Input material –
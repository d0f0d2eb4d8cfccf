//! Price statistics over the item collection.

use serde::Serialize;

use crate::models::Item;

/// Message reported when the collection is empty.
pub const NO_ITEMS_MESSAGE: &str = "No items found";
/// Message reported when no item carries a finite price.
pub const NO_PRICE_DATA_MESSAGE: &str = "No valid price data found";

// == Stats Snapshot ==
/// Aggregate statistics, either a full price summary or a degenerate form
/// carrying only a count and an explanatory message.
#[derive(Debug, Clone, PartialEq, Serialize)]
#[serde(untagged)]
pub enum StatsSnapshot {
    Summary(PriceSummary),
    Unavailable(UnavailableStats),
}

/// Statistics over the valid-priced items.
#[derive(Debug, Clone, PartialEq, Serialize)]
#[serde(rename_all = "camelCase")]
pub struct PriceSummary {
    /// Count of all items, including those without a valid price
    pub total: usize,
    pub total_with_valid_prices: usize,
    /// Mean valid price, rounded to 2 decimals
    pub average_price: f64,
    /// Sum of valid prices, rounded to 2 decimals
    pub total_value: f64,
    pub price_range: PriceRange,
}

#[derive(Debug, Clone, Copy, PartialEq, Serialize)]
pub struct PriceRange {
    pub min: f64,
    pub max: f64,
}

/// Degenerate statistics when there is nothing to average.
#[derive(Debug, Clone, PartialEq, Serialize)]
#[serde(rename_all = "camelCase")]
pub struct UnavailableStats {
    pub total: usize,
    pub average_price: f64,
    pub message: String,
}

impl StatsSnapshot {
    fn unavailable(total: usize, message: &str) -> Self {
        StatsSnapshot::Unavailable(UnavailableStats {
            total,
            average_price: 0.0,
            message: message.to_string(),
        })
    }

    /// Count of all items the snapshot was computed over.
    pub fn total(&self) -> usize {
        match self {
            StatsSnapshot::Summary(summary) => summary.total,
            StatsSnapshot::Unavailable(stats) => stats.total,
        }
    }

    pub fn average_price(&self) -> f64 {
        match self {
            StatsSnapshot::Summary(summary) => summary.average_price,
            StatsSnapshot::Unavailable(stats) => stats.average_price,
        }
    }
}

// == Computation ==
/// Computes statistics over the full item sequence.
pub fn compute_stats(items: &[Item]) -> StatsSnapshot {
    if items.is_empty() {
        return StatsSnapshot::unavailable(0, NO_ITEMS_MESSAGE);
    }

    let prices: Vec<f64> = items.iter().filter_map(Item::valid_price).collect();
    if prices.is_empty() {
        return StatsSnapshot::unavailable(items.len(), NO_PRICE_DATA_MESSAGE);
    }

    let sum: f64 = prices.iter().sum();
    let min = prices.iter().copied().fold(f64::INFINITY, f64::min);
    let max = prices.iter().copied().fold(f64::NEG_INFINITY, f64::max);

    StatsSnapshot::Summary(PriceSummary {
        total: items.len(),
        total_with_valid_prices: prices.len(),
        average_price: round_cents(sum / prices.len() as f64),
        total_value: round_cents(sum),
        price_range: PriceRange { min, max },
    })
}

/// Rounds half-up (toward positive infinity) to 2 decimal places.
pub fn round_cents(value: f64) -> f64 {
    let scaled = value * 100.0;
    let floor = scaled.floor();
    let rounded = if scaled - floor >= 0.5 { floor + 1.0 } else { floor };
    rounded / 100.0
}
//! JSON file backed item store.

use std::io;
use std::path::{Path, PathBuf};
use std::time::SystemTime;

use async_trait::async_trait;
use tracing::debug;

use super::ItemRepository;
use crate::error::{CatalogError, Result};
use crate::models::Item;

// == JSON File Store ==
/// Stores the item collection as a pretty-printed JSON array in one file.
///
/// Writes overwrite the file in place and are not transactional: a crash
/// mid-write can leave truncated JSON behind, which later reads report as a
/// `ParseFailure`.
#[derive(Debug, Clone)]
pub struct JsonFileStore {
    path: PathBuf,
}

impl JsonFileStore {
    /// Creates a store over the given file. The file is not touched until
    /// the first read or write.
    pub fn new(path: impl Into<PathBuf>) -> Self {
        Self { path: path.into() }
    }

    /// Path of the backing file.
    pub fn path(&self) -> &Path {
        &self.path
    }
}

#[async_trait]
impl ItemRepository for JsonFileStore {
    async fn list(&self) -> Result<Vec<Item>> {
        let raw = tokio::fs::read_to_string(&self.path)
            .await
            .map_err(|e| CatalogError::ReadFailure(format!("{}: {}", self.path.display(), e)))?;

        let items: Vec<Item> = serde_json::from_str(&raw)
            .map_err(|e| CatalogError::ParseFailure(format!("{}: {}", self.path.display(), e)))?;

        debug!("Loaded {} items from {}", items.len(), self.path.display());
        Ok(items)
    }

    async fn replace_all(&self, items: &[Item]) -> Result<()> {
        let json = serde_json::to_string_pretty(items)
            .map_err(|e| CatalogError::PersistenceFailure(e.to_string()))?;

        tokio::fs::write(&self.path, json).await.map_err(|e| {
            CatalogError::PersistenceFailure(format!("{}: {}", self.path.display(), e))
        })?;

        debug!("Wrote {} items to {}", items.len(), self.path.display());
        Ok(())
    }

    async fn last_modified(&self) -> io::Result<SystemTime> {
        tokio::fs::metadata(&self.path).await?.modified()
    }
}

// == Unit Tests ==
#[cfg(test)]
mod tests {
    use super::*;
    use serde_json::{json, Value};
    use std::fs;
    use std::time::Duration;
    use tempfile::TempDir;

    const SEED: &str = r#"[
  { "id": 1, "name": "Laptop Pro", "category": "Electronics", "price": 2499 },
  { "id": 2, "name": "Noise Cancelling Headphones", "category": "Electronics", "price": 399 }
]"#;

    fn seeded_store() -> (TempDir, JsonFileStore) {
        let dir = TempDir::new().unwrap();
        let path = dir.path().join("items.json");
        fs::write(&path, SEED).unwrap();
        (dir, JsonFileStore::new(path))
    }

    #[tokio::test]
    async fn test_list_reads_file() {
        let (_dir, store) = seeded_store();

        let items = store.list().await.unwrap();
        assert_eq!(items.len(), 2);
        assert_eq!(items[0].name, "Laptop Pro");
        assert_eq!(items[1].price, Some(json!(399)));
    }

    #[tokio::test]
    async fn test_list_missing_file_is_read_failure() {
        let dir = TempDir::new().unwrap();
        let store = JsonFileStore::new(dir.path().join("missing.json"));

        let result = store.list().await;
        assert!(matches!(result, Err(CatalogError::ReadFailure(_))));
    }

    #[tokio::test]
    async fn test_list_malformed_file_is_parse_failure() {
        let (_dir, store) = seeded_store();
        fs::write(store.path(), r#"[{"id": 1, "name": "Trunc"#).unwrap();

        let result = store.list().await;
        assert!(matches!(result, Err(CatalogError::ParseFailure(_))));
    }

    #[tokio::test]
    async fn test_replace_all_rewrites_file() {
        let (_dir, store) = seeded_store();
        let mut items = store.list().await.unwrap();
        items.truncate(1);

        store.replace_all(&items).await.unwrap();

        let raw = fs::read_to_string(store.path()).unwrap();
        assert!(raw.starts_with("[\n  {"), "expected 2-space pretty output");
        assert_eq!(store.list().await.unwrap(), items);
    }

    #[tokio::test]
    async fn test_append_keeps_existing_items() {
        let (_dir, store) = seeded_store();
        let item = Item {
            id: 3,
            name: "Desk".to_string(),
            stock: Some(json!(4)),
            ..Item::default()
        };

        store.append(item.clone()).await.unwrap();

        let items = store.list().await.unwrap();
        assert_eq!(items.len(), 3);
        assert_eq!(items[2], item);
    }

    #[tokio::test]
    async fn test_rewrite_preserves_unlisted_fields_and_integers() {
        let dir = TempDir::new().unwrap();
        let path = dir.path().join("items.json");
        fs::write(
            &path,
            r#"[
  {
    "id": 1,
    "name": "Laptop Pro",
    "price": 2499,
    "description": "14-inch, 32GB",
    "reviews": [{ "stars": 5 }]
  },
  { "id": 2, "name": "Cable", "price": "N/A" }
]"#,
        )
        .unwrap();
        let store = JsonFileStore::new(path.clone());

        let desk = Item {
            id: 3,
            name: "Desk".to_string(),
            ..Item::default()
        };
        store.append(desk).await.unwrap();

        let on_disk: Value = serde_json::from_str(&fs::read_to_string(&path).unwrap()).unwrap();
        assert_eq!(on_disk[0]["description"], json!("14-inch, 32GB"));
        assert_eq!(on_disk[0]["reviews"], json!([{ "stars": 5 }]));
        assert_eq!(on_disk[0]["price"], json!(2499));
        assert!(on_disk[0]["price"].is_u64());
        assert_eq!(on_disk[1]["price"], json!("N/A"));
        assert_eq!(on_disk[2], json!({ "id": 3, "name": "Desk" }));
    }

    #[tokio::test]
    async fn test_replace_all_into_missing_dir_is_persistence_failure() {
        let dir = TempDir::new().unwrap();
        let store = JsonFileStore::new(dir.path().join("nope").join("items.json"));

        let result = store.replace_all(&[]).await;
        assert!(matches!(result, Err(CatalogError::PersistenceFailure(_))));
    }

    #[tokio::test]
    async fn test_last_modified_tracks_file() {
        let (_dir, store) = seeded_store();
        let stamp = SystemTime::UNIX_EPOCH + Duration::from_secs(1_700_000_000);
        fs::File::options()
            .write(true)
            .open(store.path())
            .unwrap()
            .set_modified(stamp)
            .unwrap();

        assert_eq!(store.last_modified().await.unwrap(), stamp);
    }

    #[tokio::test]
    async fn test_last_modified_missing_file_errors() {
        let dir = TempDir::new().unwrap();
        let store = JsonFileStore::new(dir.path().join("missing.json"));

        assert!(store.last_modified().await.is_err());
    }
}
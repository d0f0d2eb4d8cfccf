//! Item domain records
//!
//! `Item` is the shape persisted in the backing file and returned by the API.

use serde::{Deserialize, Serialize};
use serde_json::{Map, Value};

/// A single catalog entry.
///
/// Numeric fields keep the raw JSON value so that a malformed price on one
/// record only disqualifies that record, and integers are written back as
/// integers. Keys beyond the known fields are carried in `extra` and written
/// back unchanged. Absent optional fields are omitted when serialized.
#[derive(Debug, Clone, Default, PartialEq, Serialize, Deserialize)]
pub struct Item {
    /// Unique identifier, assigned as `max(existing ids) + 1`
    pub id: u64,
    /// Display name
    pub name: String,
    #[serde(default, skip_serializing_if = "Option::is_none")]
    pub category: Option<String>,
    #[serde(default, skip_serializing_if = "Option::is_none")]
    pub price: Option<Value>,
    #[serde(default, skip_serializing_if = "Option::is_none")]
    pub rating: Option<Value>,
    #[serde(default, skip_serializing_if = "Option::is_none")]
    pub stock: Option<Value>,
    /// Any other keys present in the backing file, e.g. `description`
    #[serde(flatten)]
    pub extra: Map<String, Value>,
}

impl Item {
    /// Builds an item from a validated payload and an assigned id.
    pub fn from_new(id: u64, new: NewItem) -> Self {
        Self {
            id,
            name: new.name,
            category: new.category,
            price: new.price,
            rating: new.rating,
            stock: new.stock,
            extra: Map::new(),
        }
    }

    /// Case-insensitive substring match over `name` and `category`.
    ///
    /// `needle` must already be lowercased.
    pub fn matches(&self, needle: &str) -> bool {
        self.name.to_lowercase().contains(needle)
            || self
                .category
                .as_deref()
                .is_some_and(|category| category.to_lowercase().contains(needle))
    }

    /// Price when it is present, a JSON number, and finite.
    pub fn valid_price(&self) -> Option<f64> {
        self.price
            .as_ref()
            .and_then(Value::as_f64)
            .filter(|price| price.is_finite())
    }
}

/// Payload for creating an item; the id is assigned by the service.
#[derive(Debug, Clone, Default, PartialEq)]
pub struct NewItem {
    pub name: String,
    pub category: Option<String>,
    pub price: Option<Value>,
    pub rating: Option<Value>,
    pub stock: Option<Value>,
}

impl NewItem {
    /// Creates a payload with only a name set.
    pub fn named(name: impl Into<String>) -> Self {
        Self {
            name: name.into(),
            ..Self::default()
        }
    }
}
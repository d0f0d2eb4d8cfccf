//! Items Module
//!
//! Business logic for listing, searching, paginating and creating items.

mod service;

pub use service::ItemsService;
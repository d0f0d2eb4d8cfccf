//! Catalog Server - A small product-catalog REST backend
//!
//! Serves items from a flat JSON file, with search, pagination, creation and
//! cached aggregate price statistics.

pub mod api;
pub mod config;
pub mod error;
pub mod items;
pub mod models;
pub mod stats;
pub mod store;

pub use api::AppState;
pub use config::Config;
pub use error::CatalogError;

Task brief –
Lines with the string "backing": pick each one out of the material and return it.

Written response –
    /// Path of the backing file.
//! `Item` is the shape persisted in the backing file and returned by the API.
    /// Any other keys present in the backing file, e.g. `description`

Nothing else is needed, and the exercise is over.